EXTRACTED RECORDS:
· · ·

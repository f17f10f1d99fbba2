//! Gain, summing and audio-parameter helpers.

/*
Audio Parameters
================

A stage parameter such as a gain or a filter frequency has an intrinsic
value (what the stage was configured with). Any signals routed into the
parameter are ADDED to it:

    effective = intrinsic + Σ connected signals

A tremolo is then just a gain stage whose intrinsic gain is 1.0 with a
scaled LFO connected to it:

    gain(t) = 1.0 + depth · 0.5 · lfo(t)      → swings 1 ± depth/2

and a filter sweep is a filter whose frequency input receives a (much
larger) scaled copy of the same LFO:

    cutoff(t) = cutoff + depth · 1000 · lfo(t)


Sample Rate vs Control Rate
---------------------------

Gains follow their parameter input sample by sample: that's one multiply.
Filter coefficients need a tan() each time the cutoff changes, so the
cutoff is only refreshed every CONTROL_BLOCK samples using the average of
the modulation over that span. At 48 kHz that's an update every 0.67 ms,
far faster than any LFO the toy produces.
*/

/// Samples per filter-coefficient refresh.
pub const CONTROL_BLOCK: usize = 32;

/// Multiply a signal by a constant gain factor (in-place).
#[inline]
pub fn apply_gain(signal: &mut [f32], gain: f32) {
    for sample in signal.iter_mut() {
        *sample *= gain;
    }
}

/// Multiply by `base + modulation[i]` per sample (in-place).
#[inline]
pub fn apply_modulated_gain(signal: &mut [f32], base: f32, modulation: &[f32]) {
    debug_assert_eq!(signal.len(), modulation.len());

    for (s, &m) in signal.iter_mut().zip(modulation.iter()) {
        *s *= base + m;
    }
}

/// Add signal B into signal A in-place.
///
/// Can exceed [-1.0, +1.0]; the resonator merge relies on that boost.
#[inline]
pub fn sum_in_place(a: &mut [f32], b: &[f32]) {
    debug_assert_eq!(a.len(), b.len());

    for (sa, &sb) in a.iter_mut().zip(b.iter()) {
        *sa += sb;
    }
}

/// Average of a modulation signal over a control block.
#[inline]
pub fn block_average(samples: &[f32]) -> f32 {
    if samples.is_empty() {
        return 0.0;
    }
    samples.iter().sum::<f32>() / samples.len() as f32
}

· · ·

PROBLEM:
As the answer, set down only the lines from the data above between the one holding "and audio-parameter helpers." and the one holding "gain(t) = 1.0", inclusive, exactly as they read.

YOUR RESPONSE:
//! Gain, summing and audio-parameter helpers.

/*
Audio Parameters
================

A stage parameter such as a gain or a filter frequency has an intrinsic
value (what the stage was configured with). Any signals routed into the
parameter are ADDED to it:

    effective = intrinsic + Σ connected signals

A tremolo is then just a gain stage whose intrinsic gain is 1.0 with a
scaled LFO connected to it:

    gain(t) = 1.0 + depth · 0.5 · lfo(t)      → swings 1 ± depth/2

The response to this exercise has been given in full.